Who gets the train sets? or the 21st century equivalents, as train sets are no longer for children these days.

Men make up 99% at least of model railway enthusiasts and I've heard it suggested that the men who design transport systems are just grown-up boys playing with train sets, but on a giant scale.
Discuss in no more that 2,500 words Your answer should making reference to real-life cases such as HS2😄

quantumbutterfly · 26/08/2024 12:17

If you pigeonhole your children they can't learn to fly. In this age of subjective reality I should add that I mean that metaphorically.

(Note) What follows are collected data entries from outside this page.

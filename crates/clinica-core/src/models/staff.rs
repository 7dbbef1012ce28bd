//! Staff models.

use serde::{Deserialize, Serialize};

/// Staff designation.
#[derive(Debug, Clone, Copy, Serialize, Deserialize, PartialEq, Eq)]
pub enum Designation {
    #[serde(rename = "Doctor")]
    Doctor,
    #[serde(rename = "Nurse")]
    Nurse,
    #[serde(rename = "Lab Technician")]
    LabTechnician,
    #[serde(rename = "Receptionist")]
    Receptionist,
}

impl Designation {
    /// Storage code for this designation.
    pub fn as_code(&self) -> &'static str {
        match self {
            Designation::Doctor => "Doctor",
            Designation::Nurse => "Nurse",
            Designation::LabTechnician => "Lab Technician",
            Designation::Receptionist => "Receptionist",
        }
    }

    /// Parse a storage code.
    pub fn from_code(code: &str) -> Option<Self> {
        match code {
            "Doctor" => Some(Designation::Doctor),
            "Nurse" => Some(Designation::Nurse),
            "Lab Technician" => Some(Designation::LabTechnician),
            "Receptionist" => Some(Designation::Receptionist),
            _ => None,
        }
    }
}

/// A staff member record.
#[derive(Debug, Clone, Serialize, Deserialize, PartialEq)]
pub struct Staff {
    /// Surrogate UUID, generated locally
    pub id: String,
    /// First name
    pub first_name: String,
    /// Last name
    pub last_name: String,
    /// Phone number
    pub phone: String,
    /// Alternate phone number
    pub alternate_phone: Option<String>,
    /// Email address
    pub email: Option<String>,
    /// Designation
    pub designation: Designation,
    /// Creation timestamp
    pub created_at: String,
    /// Last update timestamp
    pub updated_at: String,
}

impl Staff {
    /// Create a new staff member with required fields.
    pub fn new(
        first_name: String,
        last_name: String,
        phone: String,
        designation: Designation,
    ) -> Self {
        let now = chrono::Utc::now().to_rfc3339();
        Self {
            id: uuid::Uuid::new_v4().to_string(),
            first_name,
            last_name,
            phone,
            alternate_phone: None,
            email: None,
            designation,
            created_at: now.clone(),
            updated_at: now,
        }
    }

    /// Display name: first and last name separated by a single space.
    pub fn full_name(&self) -> String {
        format!("{} {}", self.first_name, self.last_name)
    }
}
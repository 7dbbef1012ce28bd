//! Fixed-asset database operations.

use chrono::NaiveDate;
use rusqlite::{params, OptionalExtension};
use tracing::debug;

use super::{Database, DbError, DbResult};
use crate::models::{AssetCategory, AssetCondition, FixedAsset};

impl Database {
    /// Insert a new fixed asset.
    pub fn insert_asset(&self, asset: &FixedAsset) -> DbResult<()> {
        self.conn.execute(
            r#"
            INSERT INTO fixed_assets (
                id, name, category, acquired_on, service_period,
                last_service_date, service_due, condition, created_at, updated_at
            ) VALUES (?1, ?2, ?3, ?4, ?5, ?6, ?7, ?8, ?9, ?10)
            "#,
            params![
                asset.id,
                asset.name,
                asset.category.as_code(),
                asset.acquired_on.to_string(),
                asset.service_period,
                asset.last_service_date.to_string(),
                asset.service_due,
                asset.condition.as_code(),
                asset.created_at,
                asset.updated_at,
            ],
        )?;
        Ok(())
    }

    /// Update an existing fixed asset.
    pub fn update_asset(&self, asset: &FixedAsset) -> DbResult<bool> {
        let rows_affected = self.conn.execute(
            r#"
            UPDATE fixed_assets SET
                name = ?2,
                category = ?3,
                acquired_on = ?4,
                service_period = ?5,
                last_service_date = ?6,
                service_due = ?7,
                condition = ?8,
                updated_at = datetime('now')
            WHERE id = ?1
            "#,
            params![
                asset.id,
                asset.name,
                asset.category.as_code(),
                asset.acquired_on.to_string(),
                asset.service_period,
                asset.last_service_date.to_string(),
                asset.service_due,
                asset.condition.as_code(),
            ],
        )?;
        Ok(rows_affected > 0)
    }

    /// Get a fixed asset by ID.
    pub fn get_asset(&self, id: &str) -> DbResult<Option<FixedAsset>> {
        self.conn
            .query_row(
                r#"
                SELECT id, name, category, acquired_on, service_period,
                       last_service_date, service_due, condition, created_at, updated_at
                FROM fixed_assets
                WHERE id = ?
                "#,
                [id],
                map_asset_row,
            )
            .optional()?
            .map(|row| row.try_into())
            .transpose()
    }

    /// List all fixed assets, in insertion order.
    pub fn list_assets(&self) -> DbResult<Vec<FixedAsset>> {
        let mut stmt = self.conn.prepare(
            r#"
            SELECT id, name, category, acquired_on, service_period,
                   last_service_date, service_due, condition, created_at, updated_at
            FROM fixed_assets
            ORDER BY rowid
            "#,
        )?;

        let rows = stmt.query_map([], map_asset_row)?;

        let mut assets = Vec::new();
        for row in rows {
            assets.push(row?.try_into()?);
        }
        Ok(assets)
    }

    /// Delete a fixed asset.
    pub fn delete_asset(&self, id: &str) -> DbResult<bool> {
        let rows_affected = self
            .conn
            .execute("DELETE FROM fixed_assets WHERE id = ?", [id])?;
        Ok(rows_affected > 0)
    }

    /// Recompute the service-due flag for an asset as of `today` and
    /// persist it. Returns the computed flag.
    pub fn refresh_service_due(&self, id: &str, today: NaiveDate) -> DbResult<bool> {
        let asset = self
            .get_asset(id)?
            .ok_or_else(|| DbError::NotFound(format!("fixed asset {}", id)))?;

        let due = asset.is_service_due(today);
        debug!(asset = %asset.name, due, "refreshed service-due flag");

        self.conn.execute(
            "UPDATE fixed_assets SET service_due = ?2, updated_at = datetime('now') WHERE id = ?1",
            params![id, due],
        )?;
        Ok(due)
    }
}

/// Intermediate row struct for database mapping.
struct AssetRow {
    id: String,
    name: String,
    category: String,
    acquired_on: String,
    service_period: u32,
    last_service_date: String,
    service_due: bool,
    condition: String,
    created_at: String,
    updated_at: String,
}

fn map_asset_row(row: &rusqlite::Row<'_>) -> rusqlite::Result<AssetRow> {
    Ok(AssetRow {
        id: row.get(0)?,
        name: row.get(1)?,
        category: row.get(2)?,
        acquired_on: row.get(3)?,
        service_period: row.get(4)?,
        last_service_date: row.get(5)?,
        service_due: row.get(6)?,
        condition: row.get(7)?,
        created_at: row.get(8)?,
        updated_at: row.get(9)?,
    })
}

fn parse_date(s: &str) -> Result<NaiveDate, DbError> {
    s.parse()
        .map_err(|_| DbError::Constraint(format!("Undecodable stored date: {}", s)))
}

impl TryFrom<AssetRow> for FixedAsset {
    type Error = DbError;

    fn try_from(row: AssetRow) -> Result<Self, Self::Error> {
        let category = AssetCategory::from_code(&row.category).ok_or_else(|| {
            DbError::Constraint(format!("Unknown asset category code: {}", row.category))
        })?;
        let condition = AssetCondition::from_code(&row.condition).ok_or_else(|| {
            DbError::Constraint(format!("Unknown asset condition code: {}", row.condition))
        })?;

        Ok(FixedAsset {
            id: row.id,
            name: row.name,
            category,
            acquired_on: parse_date(&row.acquired_on)?,
            service_period: row.service_period,
            last_service_date: parse_date(&row.last_service_date)?,
            service_due: row.service_due,
            condition,
            created_at: row.created_at,
            updated_at: row.updated_at,
        })
    }
}
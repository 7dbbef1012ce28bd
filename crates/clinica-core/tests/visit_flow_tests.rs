//! End-to-end tests for the visit flow: registration, the encounter,
//! lab orders, dispensing, and the display projections.

use clinica_core::db::Database;
use clinica_core::models::{
    Designation, Gender, Item, LabTest, Patient, Staff, Visit, VisitCategory, VisitItem,
    VisitTest,
};

fn seed_clinic(db: &Database) -> (Patient, Staff) {
    let mut patient = Patient::new("Amina".into(), "Yusuf".into(), Gender::Female);
    patient.phone = Some("555-0142".into());
    patient.age = 29;
    db.insert_patient(&patient).unwrap();

    let staff = Staff::new(
        "Daniel".into(),
        "Mwangi".into(),
        "555-0101".into(),
        Designation::Doctor,
    );
    db.insert_staff(&staff).unwrap();

    (patient, staff)
}

#[test]
fn test_full_visit_flow() {
    let mut db = Database::open_in_memory().unwrap();
    let (patient, staff) = seed_clinic(&db);

    // Catalog setup
    let cbc = LabTest::new("CBC".into(), 1200);
    let xray = LabTest::new("X-Ray".into(), 2500);
    db.insert_lab_test(&cbc).unwrap();
    db.insert_lab_test(&xray).unwrap();

    let mut paracetamol = Item::new("Paracetamol".into());
    paracetamol.quantity = 100;
    paracetamol.unit_cost = 50;
    db.insert_item(&paracetamol).unwrap();

    // The encounter
    let visit = Visit::new(
        patient.id.clone(),
        staff.id.clone(),
        VisitCategory::Outpatient,
        "suspected pneumonia".into(),
    );
    db.insert_visit(&visit).unwrap();

    db.order_lab_test(&VisitTest::new(visit.id.clone(), cbc.id.clone()))
        .unwrap();
    db.order_lab_test(&VisitTest::new(visit.id.clone(), xray.id.clone()))
        .unwrap();
    db.dispense(&VisitItem::new(visit.id.clone(), paracetamol.id.clone(), 10))
        .unwrap();

    // Projections the admin screens display
    assert_eq!(db.lab_test_names(&visit.id).unwrap(), "CBC, X-Ray");
    assert_eq!(db.prescription_names(&visit.id).unwrap(), "Paracetamol");
    assert_eq!(
        db.get_patient(&patient.id).unwrap().unwrap().full_name(),
        "Amina Yusuf"
    );
    assert_eq!(
        db.get_staff(&staff.id).unwrap().unwrap().full_name(),
        "Daniel Mwangi"
    );

    // Stock went down by the dispensed quantity
    let stocked = db.get_item(&paracetamol.id).unwrap().unwrap();
    assert_eq!(stocked.quantity, 90);

    // The dispense record keeps the quantity given out
    let dispensed = db.dispensed_items_for_visit(&visit.id).unwrap();
    assert_eq!(dispensed.len(), 1);
    assert_eq!(dispensed[0].quantity, 10);
}

#[test]
fn test_repeat_dispensing_accumulates() {
    let mut db = Database::open_in_memory().unwrap();
    let (patient, staff) = seed_clinic(&db);

    let mut item = Item::new("Cough Syrup".into());
    item.quantity = 30;
    db.insert_item(&item).unwrap();

    let visit = Visit::new(
        patient.id,
        staff.id,
        VisitCategory::Inpatient,
        "bronchitis".into(),
    );
    db.insert_visit(&visit).unwrap();

    db.dispense(&VisitItem::new(visit.id.clone(), item.id.clone(), 4))
        .unwrap();
    db.dispense(&VisitItem::new(visit.id.clone(), item.id.clone(), 6))
        .unwrap();

    assert_eq!(db.get_item(&item.id).unwrap().unwrap().quantity, 20);
    assert_eq!(db.dispensed_items_for_visit(&visit.id).unwrap().len(), 2);
}

#[test]
fn test_visit_history_per_patient() {
    let db = Database::open_in_memory().unwrap();
    let (patient, staff) = seed_clinic(&db);

    let other = Patient::new("Brian".into(), "Ochieng".into(), Gender::Male);
    db.insert_patient(&other).unwrap();

    for diagnosis in ["malaria", "follow-up"] {
        db.insert_visit(&Visit::new(
            patient.id.clone(),
            staff.id.clone(),
            VisitCategory::Outpatient,
            diagnosis.into(),
        ))
        .unwrap();
    }
    db.insert_visit(&Visit::new(
        other.id.clone(),
        staff.id.clone(),
        VisitCategory::Outpatient,
        "sprained ankle".into(),
    ))
    .unwrap();

    assert_eq!(db.list_visits_for_patient(&patient.id).unwrap().len(), 2);
    assert_eq!(db.list_visits_for_patient(&other.id).unwrap().len(), 1);
    assert_eq!(db.list_visits().unwrap().len(), 3);
}

#[test]
fn test_referential_rules_across_the_aggregate() {
    let db = Database::open_in_memory().unwrap();
    let (patient, staff) = seed_clinic(&db);

    let visit = Visit::new(
        patient.id.clone(),
        staff.id.clone(),
        VisitCategory::Outpatient,
        "checkup".into(),
    );
    db.insert_visit(&visit).unwrap();

    let test = LabTest::new("Malaria Smear".into(), 400);
    db.insert_lab_test(&test).unwrap();
    db.order_lab_test(&VisitTest::new(visit.id.clone(), test.id.clone()))
        .unwrap();

    // Patient and staff with visits cannot be deleted
    assert!(db.delete_patient(&patient.id).is_err());
    assert!(db.delete_staff(&staff.id).is_err());

    // A lab test referenced by a visit cannot be deleted either
    assert!(db.delete_lab_test(&test.id).is_err());

    // Dropping the visit releases everything
    assert!(db.delete_visit(&visit.id).unwrap());
    assert!(db.delete_lab_test(&test.id).unwrap());
    assert!(db.delete_patient(&patient.id).unwrap());
    assert!(db.delete_staff(&staff.id).unwrap());
}

mod properties {
    use super::*;
    use proptest::prelude::*;

    proptest! {
        /// Patient and Staff build the display name the same way, for any
        /// pair of name strings.
        #[test]
        fn full_name_identical_for_patient_and_staff(
            first in "[A-Za-z'-]{1,20}",
            last in "[A-Za-z'-]{1,20}",
        ) {
            let patient = Patient::new(first.clone(), last.clone(), Gender::Male);
            let staff = Staff::new(first.clone(), last.clone(), "555".into(), Designation::Nurse);
            prop_assert_eq!(patient.full_name(), staff.full_name());
            prop_assert_eq!(patient.full_name(), format!("{} {}", first, last));
        }

        /// Dispensing Q against stock N always leaves N - Q, including when
        /// the result is negative.
        #[test]
        fn dispense_leaves_stock_minus_quantity(
            stock in 0i64..5_000,
            quantity in 0i64..5_000,
        ) {
            let mut db = Database::open_in_memory().unwrap();
            let (patient, staff) = seed_clinic(&db);

            let mut item = Item::new("Saline".into());
            item.quantity = stock;
            db.insert_item(&item).unwrap();

            let visit = Visit::new(
                patient.id,
                staff.id,
                VisitCategory::Outpatient,
                "dehydration".into(),
            );
            db.insert_visit(&visit).unwrap();

            db.dispense(&VisitItem::new(visit.id.clone(), item.id.clone(), quantity))
                .unwrap();

            let stocked = db.get_item(&item.id).unwrap().unwrap();
            prop_assert_eq!(stocked.quantity, stock - quantity);

            let dispensed = db.dispensed_items_for_visit(&visit.id).unwrap();
            prop_assert_eq!(dispensed[0].quantity, quantity);
        }
    }
}
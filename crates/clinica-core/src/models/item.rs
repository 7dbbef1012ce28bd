//! Prescription drug (pharmacy item) model.

use serde::{Deserialize, Serialize};

/// A prescription drug held in pharmacy stock.
///
/// `quantity` is signed: dispensing performs no floor check, so stock
/// may go negative when over-dispensed.
#[derive(Debug, Clone, Serialize, Deserialize, PartialEq)]
pub struct Item {
    /// Surrogate UUID, generated locally
    pub id: String,
    /// Drug name
    pub name: String,
    /// Quantity on hand
    pub quantity: i64,
    /// Retail price per unit
    pub unit_cost: u32,
    /// Wholesale price per unit
    pub cost_price: u32,
    /// Creation timestamp
    pub created_at: String,
    /// Last update timestamp
    pub updated_at: String,
}

impl Item {
    /// Create a new item with zero stock and zero prices.
    pub fn new(name: String) -> Self {
        let now = chrono::Utc::now().to_rfc3339();
        Self {
            id: uuid::Uuid::new_v4().to_string(),
            name,
            quantity: 0,
            unit_cost: 0,
            cost_price: 0,
            created_at: now.clone(),
            updated_at: now,
        }
    }
}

quantumbutterfly · 26/08/2024 12:22

MarieDeGournay · 26/08/2024 12:01

. Shortshriftandlethal i post on one other forum - an urbanism and architecture forum.....and the one section that leaves me totally non -plussed is the transport section......but almost without fail the men, and men make up 99% of the forum, all seem to have a real interest and knowledge in transport systems.

Who gets the train sets? or the 21st century equivalents, as train sets are no longer for children these days.

Men make up 99% at least of model railway enthusiasts and I've heard it suggested that the men who design transport systems are just grown-up boys playing with train sets, but on a giant scale.
Discuss in no more that 2,500 words Your answer should making reference to real-life cases such as HS2😄

😁one of the irritating things about my upbringing was being taught that women ran the home but they weren't supposed to be 'bossy'.

Now that is social conditioning. Admittedly ideal management is by consent not coercion, but I don't remember my brother's having such caveats.

SensibleSigma · 26/08/2024 12:22

I thought I had a boy that loved pets in the way I’ve seen girls obsess (including myself). It turned out to be about the habitats. He loved houses/cages/tanks of all kinds and wasn’t that interested in their occupants.

I thought he’d be an architect, but no. It’s now all about the numbers.

yodaforpresident · 26/08/2024 12:22

My DD’s favourite toys were her brio trains, building blocks, shape sorters/ puzzles and her cow trike. She did have a buggy toy but only after joining reception and it was only in favour for a few months.

SensibleSigma · 26/08/2024 12:35

The one time I did go into gendered stuff was in an attempt to help twins separate.
They got a tub of same but different toys to help them along. With hindsight I’d have changed the colour of the two tubs the toys were in into less obvious boy/girl.